EXERCISE OBJECTIVE >>
Each line of the listing that contains the word "threads" is to be copied.
———
// Copyright (c) 2025 Varshith Gudur. Licensed under AGPLv3.
use crate::channel::{ChannelOpener, MAX_LINE_LEN};
use crate::registry::{EventRegistry, TestEvent};
use crate::sink::{format_line, EventSink, SinkError};
use std::io::{self, Write};
use std::path::{Path, PathBuf};
use std::sync::{Arc, Mutex};
use std::thread;

pub(crate) const X_FORMAT: &str = "X -- got %s, n=%d\n";
pub(crate) const BARE_FORMAT: &str = "X -- bare\n";

#[derive(Default)]
pub(crate) struct ChannelLog {
    pub opens: Vec<PathBuf>,
    pub refuse_open: bool,
    pub fail_writes: usize,
    pub trickle: bool,
    pub short_writes: usize,
    pub bytes: Vec<u8>,
}

/// In-memory channel recording every open and every byte written.
#[derive(Clone, Default)]
pub(crate) struct MemoryChannel {
    pub log: Arc<Mutex<ChannelLog>>,
}

impl MemoryChannel {
    pub fn opens(&self) -> usize {
        self.log.lock().unwrap().opens.len()
    }

    pub fn output(&self) -> String {
        String::from_utf8(self.log.lock().unwrap().bytes.clone()).unwrap()
    }
}

pub(crate) struct MemoryHandle {
    log: Arc<Mutex<ChannelLog>>,
}

impl ChannelOpener for MemoryChannel {
    type Handle = MemoryHandle;

    fn open(&self, path: &Path) -> io::Result<MemoryHandle> {
        let mut log = self.log.lock().unwrap();
        log.opens.push(path.to_path_buf());
        if log.refuse_open {
            return Err(io::Error::from(io::ErrorKind::NotFound));
        }
        Ok(MemoryHandle { log: self.log.clone() })
    }
}

impl Write for MemoryHandle {
    fn write(&mut self, buf: &[u8]) -> io::Result<usize> {
        let (trickle, n) = {
            let mut log = self.log.lock().unwrap();
            if log.fail_writes > 0 {
                log.fail_writes -= 1;
                return Err(io::Error::from(io::ErrorKind::BrokenPipe));
            }
            let n = if log.short_writes > 0 {
                log.short_writes -= 1;
                buf.len() / 2
            } else {
                buf.len()
            };
            (log.trickle, n)
        };
        if trickle {
            // Byte by byte, releasing the log in between: any interleaving
            // between writers shows up in the output
            for &b in &buf[..n] {
                self.log.lock().unwrap().bytes.push(b);
                thread::yield_now();
            }
        } else {
            self.log.lock().unwrap().bytes.extend_from_slice(&buf[..n]);
        }
        Ok(n)
    }

    fn flush(&mut self) -> io::Result<()> {
        Ok(())
    }
}

pub(crate) fn x_registry() -> EventRegistry {
    EventRegistry::new([
        (X_FORMAT, TestEvent::new("x_event", &[0, 1])),
        (BARE_FORMAT, TestEvent::new("x_event", &[])),
    ])
    .unwrap()
}

pub(crate) fn memory_sink() -> (EventSink<MemoryChannel>, MemoryChannel) {
    let channel = MemoryChannel::default();
    (EventSink::new(x_registry(), channel.clone()), channel)
}

#[test]
fn test_format_line() {
    let event = TestEvent::new("x_event", &[0, 1]);
    assert_eq!(format_line(&event, &("abc", 7)), "x_event:abc:7\n");

    let reordered = TestEvent::new("x_event", &[1, 0, 1]);
    assert_eq!(format_line(&reordered, &("abc", 7)), "x_event:7:abc:7\n");

    let bare = TestEvent::new("x_event", &[]);
    assert_eq!(format_line(&bare, &()), "x_event\n");
    assert_eq!(format_line(&bare, &("ignored",)), "x_event\n");
}

#[test]
fn test_report_before_configure_is_noop() {
    let (sink, channel) = memory_sink();
    sink.report(X_FORMAT, &("abc", 7));

    assert!(!sink.is_configured());
    assert!(!sink.is_open());
    assert_eq!(channel.opens(), 0);
    assert_eq!(channel.output(), "");
}

#[test]
fn test_configure_does_not_open() {
    let (sink, channel) = memory_sink();
    sink.configure("/tmp/node0").unwrap();

    assert!(sink.is_configured());
    assert!(!sink.is_open());
    assert_eq!(sink.path(), Some(PathBuf::from("/tmp/node0")));
    assert_eq!(channel.opens(), 0);
}

#[test]
fn test_configure_once() {
    let (sink, _channel) = memory_sink();
    sink.configure("/tmp/node0").unwrap();
    sink.configure("/tmp/node0").unwrap();

    match sink.configure("/tmp/node12") {
        Err(SinkError::AlreadyConfigured { current, requested }) => {
            assert_eq!(current, PathBuf::from("/tmp/node0"));
            assert_eq!(requested, PathBuf::from("/tmp/node12"));
        }
        other => panic!("unexpected result: {:?}", other),
    }
    assert_eq!(sink.path(), Some(PathBuf::from("/tmp/node0")));

    assert!(matches!(sink.configure(""), Err(SinkError::EmptyPath)));
}

#[test]
fn test_report_registered() {
    let (sink, channel) = memory_sink();
    sink.configure("/tmp/node0").unwrap();

    sink.report(X_FORMAT, &("abc", 7));
    sink.report(BARE_FORMAT, &());

    assert_eq!(channel.output(), "x_event:abc:7\nx_event\n");
    assert_eq!(channel.log.lock().unwrap().opens, vec![PathBuf::from("/tmp/node0")]);
}

#[test]
fn test_report_unregistered_writes_nothing() {
    let (sink, channel) = memory_sink();
    sink.configure("/tmp/node0").unwrap();

    sink.report("unrelated %s\n", &("z",));

    assert_eq!(channel.output(), "");
    // The channel is still opened first
    assert!(sink.is_open());
}

#[test]
fn test_open_failure_drops_event() {
    let (sink, channel) = memory_sink();
    channel.log.lock().unwrap().refuse_open = true;
    sink.configure("/tmp/node0").unwrap();

    sink.report(X_FORMAT, &("abc", 7));
    assert_eq!(channel.opens(), 1);
    assert!(!sink.is_open());
    assert!(sink.is_configured());
    assert_eq!(channel.output(), "");

    // Each report retries once
    sink.report(X_FORMAT, &("abc", 7));
    assert_eq!(channel.opens(), 2);

    // Reader shows up
    channel.log.lock().unwrap().refuse_open = false;
    sink.report(X_FORMAT, &("def", 8));
    assert_eq!(channel.opens(), 3);
    assert!(sink.is_open());
    assert_eq!(channel.output(), "x_event:def:8\n");
}

#[test]
fn test_write_failure_resets_handle() {
    let (sink, channel) = memory_sink();
    sink.configure("/tmp/node0").unwrap();

    sink.report(X_FORMAT, &("first", 1));
    assert!(sink.is_open());
    assert_eq!(channel.opens(), 1);

    channel.log.lock().unwrap().fail_writes = 1;
    sink.report(X_FORMAT, &("lost", 2));
    assert!(!sink.is_open());
    assert!(sink.is_configured());
    assert_eq!(channel.opens(), 1);

    sink.report(X_FORMAT, &("third", 3));
    assert_eq!(channel.opens(), 2);
    assert!(sink.is_open());
    assert_eq!(channel.output(), "x_event:first:1\nx_event:third:3\n");
}

#[test]
fn test_short_write_resets_handle() {
    let (sink, channel) = memory_sink();
    sink.configure("/tmp/node0").unwrap();

    channel.log.lock().unwrap().short_writes = 1;
    sink.report(X_FORMAT, &("partial", 1));
    assert!(!sink.is_open());
    // Only the half that landed; no retry of the rest
    assert_eq!(channel.output(), "x_event:p");

    sink.report(X_FORMAT, &("whole", 2));
    assert_eq!(channel.opens(), 2);
    assert!(channel.output().ends_with("x_event:whole:2\n"));
}

#[test]
fn test_oversized_line_dropped() {
    let (sink, channel) = memory_sink();
    sink.configure("/tmp/node0").unwrap();

    let big = "a".repeat(MAX_LINE_LEN);
    sink.report(X_FORMAT, &(&big, 1));
    assert_eq!(channel.output(), "");
    // Nothing was written, so the channel stays open
    assert!(sink.is_open());

    // Exactly at the limit still goes out
    let fits = "a".repeat(MAX_LINE_LEN - "x_event::1\n".len());
    sink.report(X_FORMAT, &(&fits, 1));
    sink.report(X_FORMAT, &("b", 2));
    assert_eq!(channel.output(), format!("x_event:{}:1\nx_event:b:2\n", fits));
    assert_eq!(channel.opens(), 1);
}

#[test]
fn test_close_releases_handle() {
    let (sink, channel) = memory_sink();
    assert!(!sink.close());

    sink.configure("/tmp/node0").unwrap();
    sink.report(X_FORMAT, &("a", 1));
    assert!(sink.close());
    assert!(!sink.is_open());
    assert!(sink.is_configured());

    sink.report(X_FORMAT, &("b", 2));
    assert_eq!(channel.opens(), 2);
    assert_eq!(channel.output(), "x_event:a:1\nx_event:b:2\n");
}

#[test]
fn test_concurrent_reports_keep_lines_whole() {
    let (sink, channel) = memory_sink();
    channel.log.lock().unwrap().trickle = true;
    sink.configure("/tmp/node0").unwrap();
    let sink = Arc::new(sink);

    let threads: Vec<_> = (0..8)
        .map(|t| {
            let sink = sink.clone();
            thread::spawn(move || {
                for i in 0..50 {
                    let name = format!("thread{}", t);
                    sink.report(X_FORMAT, &(&name, i));
                }
            })
        })
        .collect();
    for handle in threads {
        handle.join().unwrap();
    }

    let output = channel.output();
    let lines: Vec<&str> = output.lines().collect();
    assert_eq!(lines.len(), 8 * 50);
    for line in lines {
        let fields: Vec<&str> = line.split(':').collect();
        assert_eq!(fields.len(), 3, "malformed line {:?}", line);
        assert_eq!(fields[0], "x_event");
        assert!(fields[1].starts_with("thread"));
        assert!(fields[2].parse::<u32>().is_ok());
    }
    assert_eq!(channel.opens(), 1);
}

#[test]
#[should_panic(expected = "out of range")]
fn test_position_mismatch_panics() {
    let (sink, _channel) = memory_sink();
    sink.configure("/tmp/node0").unwrap();
    // Registered with positions [0, 1], called with one argument
    sink.report(X_FORMAT, &("abc",));
}

#[test]
#[should_panic(expected = "out of range")]
fn test_zero_args_with_positions_panics() {
    let (sink, _channel) = memory_sink();
    sink.configure("/tmp/node0").unwrap();
    sink.report(X_FORMAT, &());
}

#[test]
fn test_sink_usable_after_mismatch_panic() {
    let (sink, channel) = memory_sink();
    sink.configure("/tmp/node0").unwrap();
    let sink = Arc::new(sink);

    let poisoned = sink.clone();
    let result = thread::spawn(move || poisoned.report(X_FORMAT, &("abc",))).join();
    assert!(result.is_err());

    sink.report(X_FORMAT, &("abc", 7));
    assert_eq!(channel.output(), "x_event:abc:7\n");
}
———
RESULT OF THE TASK >>
    let threads: Vec<_> = (0..8)
    for handle in threads {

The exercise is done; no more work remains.